_Activity:_ Which lines of the data include the string "reopened"? List them all.

========================================

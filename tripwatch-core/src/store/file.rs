//! File-backed secret storage implementation.
//!
//! Secrets are kept as a flat JSON object in a single file:
//!
//! ```json
//! { "version": 1, "entries": { "tripwatch/session": "..." } }
//! ```

use async_trait::async_trait;
use serde::{Deserialize, Serialize};
use std::collections::BTreeMap;
use std::path::{Path, PathBuf};
use tokio::sync::Mutex;

use super::{Secret, SecretStore, StoreError};

#[derive(Debug, Serialize, Deserialize)]
struct FileStoreData {
    /// Version of the store format (for future migrations).
    version: u32,

    entries: BTreeMap<String, Secret>,
}

impl Default for FileStoreData {
    fn default() -> Self {
        Self {
            version: 1,
            entries: BTreeMap::new(),
        }
    }
}

/// Secret store persisted as JSON on disk.
///
/// Every operation re-reads the file, so several processes sharing the same
/// data directory observe each other's writes. On Unix the file is created
/// with owner-only permissions.
pub struct FileStore {
    path: PathBuf,
    /// Serializes read-modify-write cycles within this process.
    write_lock: Mutex<()>,
}

impl FileStore {
    /// Create a store backed by the file at `path`.
    ///
    /// The file and its parent directories are created on first write.
    pub fn new(path: impl Into<PathBuf>) -> Self {
        Self {
            path: path.into(),
            write_lock: Mutex::new(()),
        }
    }

    /// Get the storage path for this store.
    pub fn path(&self) -> &Path {
        &self.path
    }

    async fn read_data(&self) -> Result<FileStoreData, StoreError> {
        match tokio::fs::read_to_string(&self.path).await {
            Ok(contents) if contents.trim().is_empty() => Ok(FileStoreData::default()),
            Ok(contents) => Ok(serde_json::from_str(&contents)?),
            Err(e) if e.kind() == std::io::ErrorKind::NotFound => Ok(FileStoreData::default()),
            Err(e) => Err(e.into()),
        }
    }

    async fn write_data(&self, data: &FileStoreData) -> Result<(), StoreError> {
        if let Some(parent) = self.path.parent() {
            tokio::fs::create_dir_all(parent).await?;
        }

        let contents = serde_json::to_string_pretty(data)?;
        tokio::fs::write(&self.path, contents).await?;
        restrict_permissions(&self.path).await?;
        Ok(())
    }
}

#[cfg(unix)]
async fn restrict_permissions(path: &Path) -> Result<(), StoreError> {
    use std::os::unix::fs::PermissionsExt;
    tokio::fs::set_permissions(path, std::fs::Permissions::from_mode(0o600)).await?;
    Ok(())
}

#[cfg(not(unix))]
async fn restrict_permissions(_path: &Path) -> Result<(), StoreError> {
    Ok(())
}

impl std::fmt::Debug for FileStore {
    fn fmt(&self, f: &mut std::fmt::Formatter<'_>) -> std::fmt::Result {
        f.debug_struct("FileStore").field("path", &self.path).finish()
    }
}

#[async_trait]
impl SecretStore for FileStore {
    async fn get(&self, key: &str) -> Result<Option<Secret>, StoreError> {
        let data = self.read_data().await?;
        Ok(data.entries.get(key).cloned())
    }

    async fn set(&self, key: &str, secret: &Secret) -> Result<(), StoreError> {
        let _guard = self.write_lock.lock().await;
        let mut data = self.read_data().await?;
        data.entries.insert(key.to_string(), secret.clone());
        self.write_data(&data).await
    }

    async fn delete(&self, key: &str) -> Result<(), StoreError> {
        let _guard = self.write_lock.lock().await;
        let mut data = self.read_data().await?;
        if data.entries.remove(key).is_none() {
            return Ok(());
        }
        self.write_data(&data).await
    }
}

#[cfg(test)]
mod tests {
    use super::*;
    use tempfile::TempDir;

    fn test_store() -> (FileStore, TempDir) {
        let temp_dir = TempDir::new().unwrap();
        let store = FileStore::new(temp_dir.path().join("nested").join("credentials.json"));
        (store, temp_dir)
    }

    #[tokio::test]
    async fn test_file_store_missing_file_is_empty() {
        let (store, _dir) = test_store();
        assert!(store.get("anything").await.unwrap().is_none());
    }

    #[tokio::test]
    async fn test_file_store_persists_across_instances() {
        let (store, _dir) = test_store();
        store.set("a", &Secret::new("1")).await.unwrap();
        store.set("b", &Secret::new("2")).await.unwrap();

        let reopened = FileStore::new(store.path().to_path_buf());
        assert_eq!(reopened.get("a").await.unwrap().unwrap().expose(), "1");
        assert_eq!(reopened.get("b").await.unwrap().unwrap().expose(), "2");
    }

    #[tokio::test]
    async fn test_file_store_delete() {
        let (store, _dir) = test_store();
        store.set("a", &Secret::new("1")).await.unwrap();

        store.delete("a").await.unwrap();
        store.delete("a").await.unwrap();

        assert!(store.get("a").await.unwrap().is_none());
    }

    #[tokio::test]
    async fn test_file_store_garbage_is_an_error() {
        let (store, _dir) = test_store();
        std::fs::create_dir_all(store.path().parent().unwrap()).unwrap();
        std::fs::write(store.path(), "not json").unwrap();

        let result = store.get("a").await;
        assert!(matches!(result, Err(StoreError::SerializationError(_))));
    }

    #[cfg(unix)]
    #[tokio::test]
    async fn test_file_store_owner_only_permissions() {
        use std::os::unix::fs::PermissionsExt;

        let (store, _dir) = test_store();
        store.set("a", &Secret::new("1")).await.unwrap();

        let mode = std::fs::metadata(store.path()).unwrap().permissions().mode();
        assert_eq!(mode & 0o777, 0o600);
    }
}
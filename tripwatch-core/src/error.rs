//! Error types shared across the crate.
//!
//! - [`ApiError`] - the normalized shape of every failed request
//! - [`TripwatchError`] - top-level error for embedding applications

use std::collections::BTreeMap;

use reqwest::StatusCode;
use serde::{Deserialize, Serialize};
use thiserror::Error;

use crate::store::StoreError;

/// Message surfaced when a 401 could not be recovered by a refresh.
pub const SESSION_EXPIRED_MESSAGE: &str = "Session expired. Please login again.";

/// Message surfaced when no HTTP response was received.
pub const NETWORK_ERROR_MESSAGE: &str = "Network error. Please check your connection.";

/// Message surfaced when a successful response carried a body we could not decode.
pub const INVALID_RESPONSE_MESSAGE: &str = "Unexpected response from server.";

/// Normalized request failure.
///
/// Every failure leaving [`ApiClient`](crate::ApiClient) has this shape,
/// whatever its origin. `status` is the HTTP status of the final response, or
/// `0` when no response was received at all.
#[derive(Debug, Clone, PartialEq, Eq, Error, Serialize, Deserialize)]
#[serde(rename_all = "camelCase")]
#[error("{message}")]
pub struct ApiError {
    pub status: u16,
    pub message: String,
    #[serde(default, skip_serializing_if = "Option::is_none")]
    pub field_errors: Option<BTreeMap<String, String>>,
}

impl ApiError {
    pub fn new(status: u16, message: impl Into<String>) -> Self {
        Self {
            status,
            message: message.into(),
            field_errors: None,
        }
    }

    /// Transport-level failure: no response was received.
    pub fn network() -> Self {
        Self::new(0, NETWORK_ERROR_MESSAGE)
    }

    /// Unrecoverable authorization failure.
    pub fn session_expired() -> Self {
        Self::new(StatusCode::UNAUTHORIZED.as_u16(), SESSION_EXPIRED_MESSAGE)
    }

    pub(crate) fn invalid_response(status: StatusCode) -> Self {
        Self::new(status.as_u16(), INVALID_RESPONSE_MESSAGE)
    }

    /// Build an error from a non-2xx response.
    ///
    /// Uses the backend's `{status, message, errors?}` body when it parses and
    /// carries a message, otherwise the status line. The HTTP status always wins
    /// over the status echoed in the body.
    pub(crate) fn from_response(status: StatusCode, body: &[u8]) -> Self {
        match serde_json::from_slice::<ErrorBody>(body) {
            Ok(parsed) if !parsed.message.trim().is_empty() => Self {
                status: status.as_u16(),
                message: parsed.message,
                field_errors: parsed.errors.map(flatten_field_errors),
            },
            _ => Self::new(status.as_u16(), status_line(status)),
        }
    }

    pub fn with_field_errors(mut self, field_errors: BTreeMap<String, String>) -> Self {
        self.field_errors = Some(field_errors);
        self
    }

    pub fn is_network(&self) -> bool {
        self.status == 0
    }

    pub fn is_unauthorized(&self) -> bool {
        self.status == StatusCode::UNAUTHORIZED.as_u16()
    }

    /// 409, e.g. registering an email that already has an account.
    pub fn is_conflict(&self) -> bool {
        self.status == StatusCode::CONFLICT.as_u16()
    }

    pub fn is_server_error(&self) -> bool {
        (500..600).contains(&self.status)
    }

    /// Message for a single form field, if the backend reported one.
    pub fn field_error(&self, field: &str) -> Option<&str> {
        self.field_errors
            .as_ref()
            .and_then(|errors| errors.get(field))
            .map(String::as_str)
    }
}

/// Error body sent by the backend.
#[derive(Debug, Deserialize)]
struct ErrorBody {
    #[serde(default)]
    message: String,
    #[serde(default)]
    errors: Option<BTreeMap<String, serde_json::Value>>,
}

fn flatten_field_errors(errors: BTreeMap<String, serde_json::Value>) -> BTreeMap<String, String> {
    errors
        .into_iter()
        .map(|(field, value)| {
            let message = match value {
                serde_json::Value::String(s) => s,
                other => other.to_string(),
            };
            (field, message)
        })
        .collect()
}

fn status_line(status: StatusCode) -> String {
    match status.canonical_reason() {
        Some(reason) => format!("Request failed: {} {}", status.as_u16(), reason),
        None => format!("Request failed with status {}", status.as_u16()),
    }
}

/// Top-level error type for applications embedding the client.
#[derive(Debug, Error)]
pub enum TripwatchError {
    /// A request to the backend failed.
    #[error("api error: {0}")]
    Api(#[from] ApiError),

    /// Error from secret storage operations.
    #[error("store error: {0}")]
    Store(#[from] StoreError),

    /// Configuration error.
    #[error("configuration error: {message}")]
    Config { message: String },
}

========================================

_Response box:_
        let reopened = FileStore::new(store.path().to_path_buf());
        assert_eq!(reopened.get("a").await.unwrap().unwrap().expose(), "1");
        assert_eq!(reopened.get("b").await.unwrap().unwrap().expose(), "2");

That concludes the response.